Ignoring the pressure from various quarters to revoke her suspension, the Uttar Pradesh government is likely to chargesheet suspended IAS officer Durga Shakti Nagpal for her supposed mishandling of a communally sensitive situation.
"A chargesheet will be served to the IAS officer for demolishing the wall of a place of worship without following due procedures at a point when an alert had been issued to maintain communal harmony in view of the month of Ramzan and the movement of kanwarias (pilgrims who come walking from Haridwar, carrying holy water)," a senior IAS officer said.
"An inquiry will be instituted to probe her role if the state government is not satisfied with her reply to the chargesheet," said the officer, adding, "the decision to place her under suspension was purely administrative.

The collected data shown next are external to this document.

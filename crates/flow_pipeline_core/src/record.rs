use serde::{Deserialize, Serialize};

/// Stage 1 group key: one aggregation bucket per (date, source, destination).
///
/// Fields compare by exact string match; no normalization is applied beyond
/// what the header-name trimming in the stage runners does.
#[derive(Debug, Clone, PartialEq, Eq, PartialOrd, Ord, Hash, Serialize, Deserialize)]
pub struct FlowKey {
    pub date: String,
    pub src_ip: String,
    pub dst_ip: String,
}

/// Stage 2 group key: one bucket per (source, destination) pair across dates.
#[derive(Debug, Clone, PartialEq, Eq, PartialOrd, Ord, Hash, Serialize, Deserialize)]
pub struct PairKey {
    pub src_ip: String,
    pub dst_ip: String,
}

/// Extracts the date segment of a raw timestamp: everything before the first
/// space. An empty timestamp yields an empty segment, which is still a valid
/// group key component.
pub fn extract_date(timestamp: &str) -> &str {
    match timestamp.find(' ') {
        Some(index) => &timestamp[..index],
        None => timestamp,
    }
}

/// Lenient integer parse: malformed rows degrade to zero instead of aborting
/// the batch. This is a data-tolerance contract, not a convenience.
pub fn parse_i64_lenient(raw: &str) -> i64 {
    raw.trim().parse().unwrap_or(0)
}

/// Lenient float parse with the same zero-coercion contract.
pub fn parse_f64_lenient(raw: &str) -> f64 {
    raw.trim().parse().unwrap_or(0.0)
}
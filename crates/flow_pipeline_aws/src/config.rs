//! Environment-variable configuration for the worker and client binaries.

/// Reads an environment variable, treating blank values as unset.
pub fn optional_env(name: &str) -> Option<String> {
    std::env::var(name)
        .ok()
        .filter(|value| !value.trim().is_empty())
}

/// Reads a required environment variable, terminating the process with a
/// message when it is missing or blank. Binary bootstrap only.
pub fn require_env(name: &str) -> String {
    match optional_env(name) {
        Some(value) => value,
        None => {
            eprintln!("{name} must be configured");
            std::process::exit(1);
        }
    }
}
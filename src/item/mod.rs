/// This module provides a CSV record reader and writer implementation.
pub mod csv;
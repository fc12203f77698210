use thiserror::Error;

#[derive(Error, Debug, PartialEq)]
/// Conversion error
///
/// Every variant names the phase that failed. Rows written before the failure
/// stay in the output.
pub enum ConvertError {
    #[error("could not read header: {0}")]
    HeaderRead(String),

    #[error("could not find column: {0}")]
    MissingColumn(String),

    #[error("failed to read next row: {0}")]
    RowRead(String),

    #[error("could not write row: {0}")]
    Write(String),
}
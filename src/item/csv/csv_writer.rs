use std::{cell::RefCell, io::Write, result};

use csv::{QuoteStyle, StringRecord, Writer, WriterBuilder};

use crate::{
    core::item::{ItemWriter, ItemWriterResult},
    error::ConvertError,
};

/// A CSV writer emitting raw `StringRecord`s.
///
/// Fields are only quoted when they contain a delimiter, a quote or a line
/// break, so a field such as `"Services"` in the input comes out as
/// `Services`. Records end with `\n`.
pub struct CsvRecordWriter<T: Write> {
    wrapper: RefCell<Writer<T>>,
}

impl<T: Write> CsvRecordWriter<T> {
    pub fn write_header(&self, header: &StringRecord) -> ItemWriterResult {
        self.write_record(header)
    }

    fn write_record(&self, record: &StringRecord) -> ItemWriterResult {
        self.wrapper
            .borrow_mut()
            .write_record(record)
            .map_err(|error| ConvertError::Write(error.to_string()))
    }

    /// Flushes and hands back the underlying sink.
    pub fn into_inner(self) -> result::Result<T, ConvertError> {
        let result = self.wrapper.into_inner().into_inner();
        match result {
            Ok(inner) => Ok(inner),
            Err(error) => Err(ConvertError::Write(error.error().to_string())),
        }
    }
}

impl<T: Write> ItemWriter<StringRecord> for CsvRecordWriter<T> {
    fn write(&self, item: &StringRecord) -> ItemWriterResult {
        self.write_record(item)
    }

    /// Flush the contents of the internal buffer to the underlying writer.
    ///
    /// Note that this also flushes the underlying writer.
    fn flush(&self) -> ItemWriterResult {
        let result = self.wrapper.borrow_mut().flush();
        match result {
            Ok(()) => Ok(()),
            Err(error) => Err(ConvertError::Write(error.to_string())),
        }
    }
}

#[derive(Default)]
pub struct CsvRecordWriterBuilder {}

impl CsvRecordWriterBuilder {
    pub fn new() -> CsvRecordWriterBuilder {
        CsvRecordWriterBuilder {}
    }

    /// Wraps any `Write` sink.
    ///
    /// ```
    /// # use std::error::Error;
    /// # use csv::StringRecord;
    /// # use ynab_discover::{item::csv::csv_writer::CsvRecordWriterBuilder, core::item::ItemWriter};
    /// # fn main() { example().unwrap(); }
    /// fn example() -> Result<(), Box<dyn Error>> {
    ///     let wtr = CsvRecordWriterBuilder::new().from_writer(vec![]);
    ///
    ///     wtr.write_header(&StringRecord::from(vec!["Date", "Description", "Amount"]))?;
    ///     wtr.write(&StringRecord::from(vec!["06/23/2023", "ACME STORE, INC", "-50.00"]))?;
    ///
    ///     let data = String::from_utf8(wtr.into_inner()?)?;
    ///     assert_eq!(data, "\
    /// Date,Description,Amount
    /// 06/23/2023,\"ACME STORE, INC\",-50.00
    /// ");
    ///     Ok(())
    /// }
    /// ```
    pub fn from_writer<W: Write>(self, wtr: W) -> CsvRecordWriter<W> {
        let wtr = WriterBuilder::new()
            .flexible(true)
            .has_headers(false)
            .quote_style(QuoteStyle::Necessary)
            .from_writer(wtr);

        CsvRecordWriter {
            wrapper: RefCell::new(wtr),
        }
    }
}
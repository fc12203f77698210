//! ynab-discover - convert a Discover CSV export for import into YNAB
//!
//! Reads from a file or stdin and writes to a file or stdout. Ctrl+C stops the
//! conversion after the row in progress; rows already written are kept.

use std::{
    fs::File,
    io::{self, Read, Write},
    path::Path,
    process::ExitCode,
};

use anyhow::{Context, Result};
use clap::Parser;
use log::{error, info, warn};
use ynab_discover::{
    core::{cancel::CancellationToken, step::StepExecution},
    discover::convert,
};

#[derive(Parser, Debug)]
#[command(name = "ynab-discover")]
#[command(about = "Convert a Discover CSV export into a file YNAB can import")]
#[command(version)]
struct Cli {
    /// Where to read the file downloaded from Discover, '-' for stdin
    #[arg(long, default_value = "-")]
    src: String,
    /// Where to write the file to import to YNAB, omit or leave empty for stdout
    #[arg(long)]
    dst: Option<String>,
}

impl Cli {
    /// Destination file, `None` meaning stdout.
    fn destination(&self) -> Option<&Path> {
        self.dst
            .as_deref()
            .filter(|dst| !dst.is_empty())
            .map(Path::new)
    }
}

#[tokio::main(flavor = "current_thread")]
async fn main() -> ExitCode {
    env_logger::init();

    let cli = Cli::parse();
    let cancellation = CancellationToken::new();

    let interrupt = cancellation.clone();
    tokio::spawn(async move {
        if tokio::signal::ctrl_c().await.is_ok() {
            warn!("Interrupt received, stopping after the current row");
            interrupt.cancel();
        }
    });

    // The conversion is blocking I/O; keep it off the thread polling the signal.
    let outcome = tokio::task::spawn_blocking(move || run(&cli, &cancellation)).await;

    match outcome {
        Ok(Ok(execution)) => {
            info!(
                "Converted {} rows ({:?})",
                execution.write_count, execution.status
            );
            ExitCode::SUCCESS
        }
        Ok(Err(err)) => {
            error!("{err:#}");
            ExitCode::FAILURE
        }
        Err(err) => {
            error!("conversion task failed: {err}");
            ExitCode::FAILURE
        }
    }
}

fn run(cli: &Cli, cancellation: &CancellationToken) -> Result<StepExecution> {
    let reader: Box<dyn Read> = if cli.src == "-" {
        Box::new(io::stdin().lock())
    } else {
        let file = File::open(&cli.src)
            .with_context(|| format!("failed to read source {}", cli.src))?;
        Box::new(file)
    };

    let writer: Box<dyn Write> = match cli.destination() {
        Some(path) => {
            let file = File::create(path).with_context(|| {
                format!("failed to open destination {}", path.display())
            })?;
            Box::new(file)
        }
        None => Box::new(io::stdout().lock()),
    };

    let execution = convert(cancellation, reader, writer)?;
    Ok(execution)
}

It had no connection with her action against the mafia."
Nagpal, who had clamped down on illegal mining in Noida, was suspended barely 10 months after she got her first posting in the state.
The supposed demolition by Nagpal, sub-divisional magistrate of Gautam Buddha Nagar, took place on July 27.
The state government's move comes at a time when the Indian Civil and Administrative Service Association (central) has also asked the UP government to revoke her suspension.
"The Indian Civil and Administrative Service Association (central) urges the UP government to revoke the suspension of the young IAS officer to maintain the morale of honest officers," said association secretary Sanjay Bhus Reddy in a text message to acting chief secretary Alok Ranjan.
The matter has also reached the judiciary.
Social activist Nutan Thakur moved a petition before the Lucknow bench of the Allahabad high court, praying direction to the central government, which recruits IAS officers and allots them cadres, to seek details about Nagpal's suspension and quash it if found illegal.